··· Data extracts

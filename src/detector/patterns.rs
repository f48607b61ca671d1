use std::sync::LazyLock;

use regex::{Regex, RegexBuilder};
use serde::{Deserialize, Serialize};

use super::DetectorError;

/// Markers that identify the tool's own demo and fixture pages.
/// Text containing any of them is never reported as suspicious.
pub const ALLOW_LIST_MARKERS: &[&str] = &["linkedin ai detector", "test profiles", "🤖"];

/// Names shorter than this are suspicious.
pub const MIN_NAME_CHARS: usize = 3;
/// Titles shorter than this are suspicious.
pub const MIN_TITLE_CHARS: usize = 5;
/// Repetition checks skip text shorter than this.
const MIN_REPETITION_CHECK_CHARS: usize = 5;
/// Same character this many times in a row counts as repetition.
const REPEATED_CHAR_RUN: usize = 4;

/// Upper bound on compiled size for user-supplied patterns.
const CUSTOM_PATTERN_SIZE_LIMIT: usize = 1 << 20;

/// What a catalog entry is meant to catch.
#[derive(Debug, Clone, Copy, PartialEq, Eq, Serialize, Deserialize)]
#[serde(rename_all = "snake_case")]
pub enum PatternCategory {
    GenericName,
    GenericTitle,
    BoilerplateBio,
    FakeCompany,
    Custom,
}

impl PatternCategory {
    /// Generic-name entries are anchored to the name alone.
    pub fn targets_name(self) -> bool {
        matches!(self, PatternCategory::GenericName)
    }
}

/// A compiled pattern with its catalog metadata.
#[derive(Debug, Clone)]
pub struct TextPattern {
    regex: Regex,
    pub category: PatternCategory,
    pub description: String,
}

impl TextPattern {
    pub fn is_match(&self, text: &str) -> bool {
        self.regex.is_match(text)
    }

    pub fn as_str(&self) -> &str {
        self.regex.as_str()
    }
}

/// Built-in entries, in evaluation order. Generic-name anchors apply to the
/// trimmed name; every other anchor applies to the combined
/// `name title description` text.
static BUILTIN_PATTERNS: LazyLock<Vec<TextPattern>> = LazyLock::new(|| {
    vec![
        builtin(r"(?i)^user\d+$", PatternCategory::GenericName, "Numbered user name"),
        builtin(r"(?i)^test\s+user", PatternCategory::GenericName, "Test user name"),
        builtin(r"(?i)^demo\s+account", PatternCategory::GenericName, "Demo account name"),
        builtin(r"(?i)^bot\d+$", PatternCategory::GenericName, "Numbered bot name"),
        builtin(r"(?i)^ai\s+assistant$", PatternCategory::GenericName, "AI assistant name"),
        builtin(r"(?i)^automated\s+user$", PatternCategory::GenericName, "Automated user name"),
        builtin(r"(?i)^software engineer$", PatternCategory::GenericTitle, "Bare 'software engineer' title"),
        builtin(r"(?i)^developer$", PatternCategory::GenericTitle, "Bare 'developer' title"),
        builtin(r"(?i)^consultant$", PatternCategory::GenericTitle, "Bare 'consultant' title"),
        builtin(r"(?i)^freelancer$", PatternCategory::GenericTitle, "Bare 'freelancer' title"),
        builtin(r"^$", PatternCategory::BoilerplateBio, "Empty text"),
        builtin(r"(?i)^looking for opportunities$", PatternCategory::BoilerplateBio, "Boilerplate 'looking for opportunities'"),
        builtin(r"(?i)^open to new opportunities$", PatternCategory::BoilerplateBio, "Boilerplate 'open to new opportunities'"),
        builtin(r"(?i)^seeking new challenges$", PatternCategory::BoilerplateBio, "Boilerplate 'seeking new challenges'"),
        builtin(r"(?i)^test company$", PatternCategory::FakeCompany, "Placeholder company 'test company'"),
        builtin(r"(?i)^demo corp$", PatternCategory::FakeCompany, "Placeholder company 'demo corp'"),
        builtin(r"(?i)^sample inc$", PatternCategory::FakeCompany, "Placeholder company 'sample inc'"),
    ]
});

static SEQUENTIAL_RUN: LazyLock<Regex> = LazyLock::new(|| {
    Regex::new(r"(?i)(?:abc|def|ghi|jkl|mno|pqr|stu|vwx|yz)\d+").expect("Invalid sequential regex")
});

fn builtin(regex_str: &str, category: PatternCategory, description: &str) -> TextPattern {
    TextPattern {
        regex: Regex::new(regex_str).expect("Invalid profile text regex pattern"),
        category,
        description: description.to_string(),
    }
}

/// The ordered suspicious-text catalog: built-in entries followed by any
/// custom patterns from settings.
#[derive(Debug, Clone, Default)]
pub struct PatternCatalog {
    custom: Vec<TextPattern>,
}

impl PatternCatalog {
    pub fn builtin() -> Self {
        Self::default()
    }

    /// Extend the built-in catalog with case-insensitive custom patterns.
    pub fn with_custom<S: AsRef<str>>(patterns: &[S]) -> Result<Self, DetectorError> {
        let custom = patterns
            .iter()
            .map(|p| compile_custom(p.as_ref()))
            .collect::<Result<Vec<_>, _>>()?;
        Ok(Self { custom })
    }

    pub fn entries(&self) -> impl Iterator<Item = &TextPattern> {
        BUILTIN_PATTERNS.iter().chain(self.custom.iter())
    }

    pub fn len(&self) -> usize {
        BUILTIN_PATTERNS.len() + self.custom.len()
    }

    pub fn is_empty(&self) -> bool {
        self.len() == 0
    }

    /// First entry, in catalog order, that matches `text`.
    pub fn first_match(&self, text: &str) -> Option<&TextPattern> {
        self.entries().find(|p| p.is_match(text))
    }

    /// First entry that matches its own subject: the name for generic-name
    /// entries, the combined text for the rest.
    pub fn first_profile_match(&self, name: &str, combined: &str) -> Option<&TextPattern> {
        self.entries().find(|p| {
            let subject = if p.category.targets_name() { name } else { combined };
            p.is_match(subject)
        })
    }
}

fn compile_custom(pattern: &str) -> Result<TextPattern, DetectorError> {
    let regex = RegexBuilder::new(pattern)
        .case_insensitive(true)
        .size_limit(CUSTOM_PATTERN_SIZE_LIMIT)
        .build()
        .map_err(|source| DetectorError::InvalidPattern {
            pattern: pattern.to_string(),
            source,
        })?;
    Ok(TextPattern {
        regex,
        category: PatternCategory::Custom,
        description: format!("Custom pattern '{pattern}'"),
    })
}

/// Why the scanner considered profile text suspicious.
#[derive(Debug, Clone, PartialEq, Eq)]
pub enum ScanFinding {
    /// A catalog entry matched the name or the combined text.
    Pattern {
        category: PatternCategory,
        description: String,
    },
    /// Name or title is implausibly short.
    TooShort,
    /// Name or title contains a run like "aaaa" or "abc123".
    Repetition,
}

/// Run every suspicious-text heuristic over the profile's name, title and
/// description. Returns the first heuristic that fired, or `None` when the
/// text looks ordinary or carries an allow-list marker.
pub fn scan_profile_text(
    name: &str,
    title: &str,
    description: &str,
    catalog: &PatternCatalog,
) -> Option<ScanFinding> {
    let combined = format!("{name} {title} {description}").to_lowercase();

    if ALLOW_LIST_MARKERS.iter().any(|m| combined.contains(m)) {
        return None;
    }

    if let Some(p) = catalog.first_profile_match(name.trim(), &combined) {
        return Some(ScanFinding::Pattern {
            category: p.category,
            description: p.description.clone(),
        });
    }

    if name.chars().count() < MIN_NAME_CHARS || title.chars().count() < MIN_TITLE_CHARS {
        return Some(ScanFinding::TooShort);
    }

    if has_repeated_patterns(name) || has_repeated_patterns(title) {
        return Some(ScanFinding::Repetition);
    }

    None
}

/// Boolean form of [`scan_profile_text`].
pub fn has_suspicious_patterns(
    name: &str,
    title: &str,
    description: &str,
    catalog: &PatternCatalog,
) -> bool {
    scan_profile_text(name, title, description, catalog).is_some()
}

/// True for text with a character repeated 4+ times in a row, or a short
/// alphabetic run followed by digits ("abc123").
pub fn has_repeated_patterns(text: &str) -> bool {
    if text.chars().count() < MIN_REPETITION_CHECK_CHARS {
        return false;
    }
    has_char_run(text, REPEATED_CHAR_RUN) || SEQUENTIAL_RUN.is_match(text)
}

fn has_char_run(text: &str, run: usize) -> bool {
    let mut prev = None;
    let mut count = 0;
    for c in text.chars() {
        if Some(c) == prev {
            count += 1;
        } else {
            prev = Some(c);
            count = 1;
        }
        if count >= run {
            return true;
        }
    }
    false
}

······

What is being asked >>
Of the entries above, transcribe exactly those lines that fall between the line containing "pub fn is_empty(&self)" and the line containing "for the rest.", together with those two lines.

Result for this task >>
    pub fn is_empty(&self) -> bool {
        self.len() == 0
    }

    /// First entry, in catalog order, that matches `text`.
    pub fn first_match(&self, text: &str) -> Option<&TextPattern> {
        self.entries().find(|p| p.is_match(text))
    }

    /// First entry that matches its own subject: the name for generic-name
    /// entries, the combined text for the rest.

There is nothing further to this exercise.